Goal of the exercise - Among the records below, find the lines that contain "packages" and copy each of them.

Source records
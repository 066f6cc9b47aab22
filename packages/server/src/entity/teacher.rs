use sea_orm::entity::prelude::*;
use serde::{Deserialize, Serialize};

use super::sex::Sex;

#[sea_orm::model]
#[derive(Clone, Debug, PartialEq, Eq, DeriveEntityModel, Serialize, Deserialize)]
#[sea_orm(table_name = "teacher")]
pub struct Model {
    #[sea_orm(primary_key)]
    pub id: i32,

    #[sea_orm(unique)]
    pub username: String,
    pub password_hash: String,

    pub name: String,
    pub surname: String,
    pub email: Option<String>,
    pub phone: Option<String>,
    pub address: String,
    pub img: Option<String>, // URL; images are hosted elsewhere
    pub blood_type: String,
    pub sex: Sex,
    pub birthday: Date,

    #[sea_orm(has_many)]
    pub lessons: HasMany<super::lesson::Entity>,

    #[sea_orm(has_many)]
    pub classes: HasMany<super::class::Entity>,

    #[sea_orm(has_many, via = "subject_teacher")]
    pub subjects: HasMany<super::subject::Entity>,

    pub created_at: DateTimeUtc,
}

impl ActiveModelBehavior for ActiveModel {}
use sea_orm::entity::prelude::*;
use serde::{Deserialize, Serialize};

#[sea_orm::model]
#[derive(Clone, Debug, PartialEq, Eq, DeriveEntityModel, Serialize, Deserialize)]
#[sea_orm(table_name = "lesson")]
pub struct Model {
    #[sea_orm(primary_key)]
    pub id: i32,

    pub name: String,
    pub start_time: DateTimeUtc,
    pub end_time: DateTimeUtc,

    pub subject_id: i32,
    #[sea_orm(belongs_to, from = "subject_id", to = "id")]
    pub subject: BelongsTo<super::subject::Entity>,

    pub class_id: i32,
    #[sea_orm(belongs_to, from = "class_id", to = "id")]
    pub class: BelongsTo<super::class::Entity>,

    pub teacher_id: i32,
    #[sea_orm(belongs_to, from = "teacher_id", to = "id")]
    pub teacher: BelongsTo<super::teacher::Entity>,

    #[sea_orm(has_many)]
    pub exams: HasMany<super::exam::Entity>,

    #[sea_orm(has_many)]
    pub assignments: HasMany<super::assignment::Entity>,

    #[sea_orm(has_many)]
    pub attendances: HasMany<super::attendance::Entity>,
}

impl ActiveModelBehavior for ActiveModel {}
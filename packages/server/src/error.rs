use axum::{
    Json,
    http::StatusCode,
    response::{IntoResponse, Response},
};
use sea_orm::{DbErr, SqlErr};
use serde::Serialize;

/// Structured error response returned by all endpoints on failure.
#[derive(Serialize, utoipa::ToSchema)]
pub struct ErrorBody {
    /// Machine-readable error code. One of: `VALIDATION_ERROR`,
    /// `INVALID_CREDENTIALS`, `PERMISSION_DENIED`, `NOT_FOUND`, `CONFLICT`,
    /// `INTERNAL_ERROR`.
    #[schema(example = "VALIDATION_ERROR")]
    pub code: &'static str,
    /// Human-readable error description.
    #[schema(example = "username must be 3-20 characters")]
    pub message: String,
}

/// Application-level error type.
#[derive(Debug)]
pub enum AppError {
    Validation(String),
    InvalidCredentials,
    PermissionDenied,
    NotFound(String),
    Conflict(String),
    Internal(String),
}

impl AppError {
    fn status_and_body(self) -> (StatusCode, ErrorBody) {
        match self {
            AppError::Validation(msg) => (
                StatusCode::BAD_REQUEST,
                ErrorBody {
                    code: "VALIDATION_ERROR",
                    message: msg,
                },
            ),
            AppError::InvalidCredentials => (
                StatusCode::UNAUTHORIZED,
                ErrorBody {
                    code: "INVALID_CREDENTIALS",
                    message: "Invalid username or password".into(),
                },
            ),
            AppError::PermissionDenied => (
                StatusCode::FORBIDDEN,
                ErrorBody {
                    code: "PERMISSION_DENIED",
                    message: "Insufficient permissions".into(),
                },
            ),
            AppError::NotFound(msg) => (
                StatusCode::NOT_FOUND,
                ErrorBody {
                    code: "NOT_FOUND",
                    message: msg,
                },
            ),
            AppError::Conflict(msg) => (
                StatusCode::CONFLICT,
                ErrorBody {
                    code: "CONFLICT",
                    message: msg,
                },
            ),
            AppError::Internal(detail) => {
                tracing::error!("Internal error: {}", detail);
                (
                    StatusCode::INTERNAL_SERVER_ERROR,
                    ErrorBody {
                        code: "INTERNAL_ERROR",
                        message: "An unexpected error occurred".into(),
                    },
                )
            }
        }
    }

    /// Map a write-path database error: uniqueness and foreign-key
    /// violations become submission conflicts, everything else is internal.
    pub fn from_write_err(err: DbErr) -> Self {
        match err.sql_err() {
            Some(SqlErr::UniqueConstraintViolation(_)) => {
                AppError::Conflict("A record with the same unique value already exists".into())
            }
            Some(SqlErr::ForeignKeyConstraintViolation(_)) => {
                AppError::Conflict("A referenced record does not exist or is still in use".into())
            }
            _ => AppError::from(err),
        }
    }
}

impl IntoResponse for AppError {
    fn into_response(self) -> Response {
        let (status, body) = self.status_and_body();
        (status, Json(body)).into_response()
    }
}

impl From<DbErr> for AppError {
    fn from(err: DbErr) -> Self {
        AppError::Internal(err.to_string())
    }
}
use serde_json::json;

use crate::common::{DEFAULT_PASSWORD, TestApp, routes};

async fn create_event(
    app: &TestApp,
    token: &str,
    title: &str,
    start: &str,
    end: &str,
    class_id: Option<i32>,
) -> crate::common::TestResponse {
    app.post_with_token(
        routes::EVENTS,
        &json!({
            "title": title,
            "description": "An event",
            "start_time": start,
            "end_time": end,
            "class_id": class_id,
        }),
        token,
    )
    .await
}

mod validation {
    use super::*;

    #[tokio::test]
    async fn end_time_must_be_strictly_after_start_time() {
        let app = TestApp::spawn().await;
        let admin = app.admin_token().await;

        let backwards = create_event(
            &app,
            &admin,
            "Backwards",
            "2026-05-01T12:00:00Z",
            "2026-05-01T11:00:00Z",
            None,
        )
        .await;
        assert_eq!(backwards.status, 400);
        assert_eq!(backwards.body["code"], "VALIDATION_ERROR");

        let zero_length = create_event(
            &app,
            &admin,
            "Instant",
            "2026-05-01T12:00:00Z",
            "2026-05-01T12:00:00Z",
            None,
        )
        .await;
        assert_eq!(zero_length.status, 400);

        let ok = create_event(
            &app,
            &admin,
            "Sports Day",
            "2026-05-01T12:00:00Z",
            "2026-05-01T15:00:00Z",
            None,
        )
        .await;
        assert_eq!(ok.status, 201, "{}", ok.text);
    }

    #[tokio::test]
    async fn update_cannot_break_the_window_via_one_bound() {
        let app = TestApp::spawn().await;
        let admin = app.admin_token().await;
        let created = create_event(
            &app,
            &admin,
            "Concert",
            "2026-05-02T18:00:00Z",
            "2026-05-02T20:00:00Z",
            None,
        )
        .await;
        assert_eq!(created.status, 201);
        let id = created.id();

        let res = app
            .patch_with_token(
                &format!("{}/{}", routes::EVENTS, id),
                &json!({ "start_time": "2026-05-02T21:00:00Z" }),
                &admin,
            )
            .await;
        assert_eq!(res.status, 400);
        assert_eq!(res.body["code"], "VALIDATION_ERROR");
    }
}

mod calendar {
    use super::*;

    #[tokio::test]
    async fn date_filter_returns_only_that_days_events() {
        let app = TestApp::spawn().await;
        let admin = app.admin_token().await;
        create_event(
            &app,
            &admin,
            "Day One",
            "2026-05-04T09:00:00Z",
            "2026-05-04T10:00:00Z",
            None,
        )
        .await;
        create_event(
            &app,
            &admin,
            "Day Two",
            "2026-05-05T09:00:00Z",
            "2026-05-05T10:00:00Z",
            None,
        )
        .await;

        let res = app
            .get_with_token(&format!("{}?date=2026-05-04", routes::EVENTS), &admin)
            .await;

        assert_eq!(res.status, 200);
        assert_eq!(res.body["pagination"]["total"], 1);
        assert_eq!(res.body["data"][0]["title"], "Day One");
    }

    #[tokio::test]
    async fn students_see_global_and_own_class_events_only() {
        let app = TestApp::spawn().await;
        let admin = app.admin_token().await;
        let own_class = app.create_class(&admin, "5A").await;
        let other_class = app.create_class(&admin, "5B").await;
        let parent_id = app.create_parent(&admin, "p_events").await;
        app.create_student(&admin, "s_events", own_class, parent_id)
            .await;

        create_event(
            &app,
            &admin,
            "School Fair",
            "2026-05-06T09:00:00Z",
            "2026-05-06T17:00:00Z",
            None,
        )
        .await;
        create_event(
            &app,
            &admin,
            "Own Class Trip",
            "2026-05-07T09:00:00Z",
            "2026-05-07T17:00:00Z",
            Some(own_class),
        )
        .await;
        create_event(
            &app,
            &admin,
            "Other Class Trip",
            "2026-05-08T09:00:00Z",
            "2026-05-08T17:00:00Z",
            Some(other_class),
        )
        .await;

        let token = app.login("s_events", DEFAULT_PASSWORD).await;
        let res = app.get_with_token(routes::EVENTS, &token).await;

        assert_eq!(res.status, 200);
        assert_eq!(res.body["pagination"]["total"], 2);
        let titles: Vec<&str> = res.body["data"]
            .as_array()
            .unwrap()
            .iter()
            .map(|row| row["title"].as_str().unwrap())
            .collect();
        assert!(titles.contains(&"School Fair"));
        assert!(titles.contains(&"Own Class Trip"));
        assert!(!titles.contains(&"Other Class Trip"));
    }
}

Answer box -
filename packages/server/src/entity/teacher.rs
filename packages/server/src/error.rs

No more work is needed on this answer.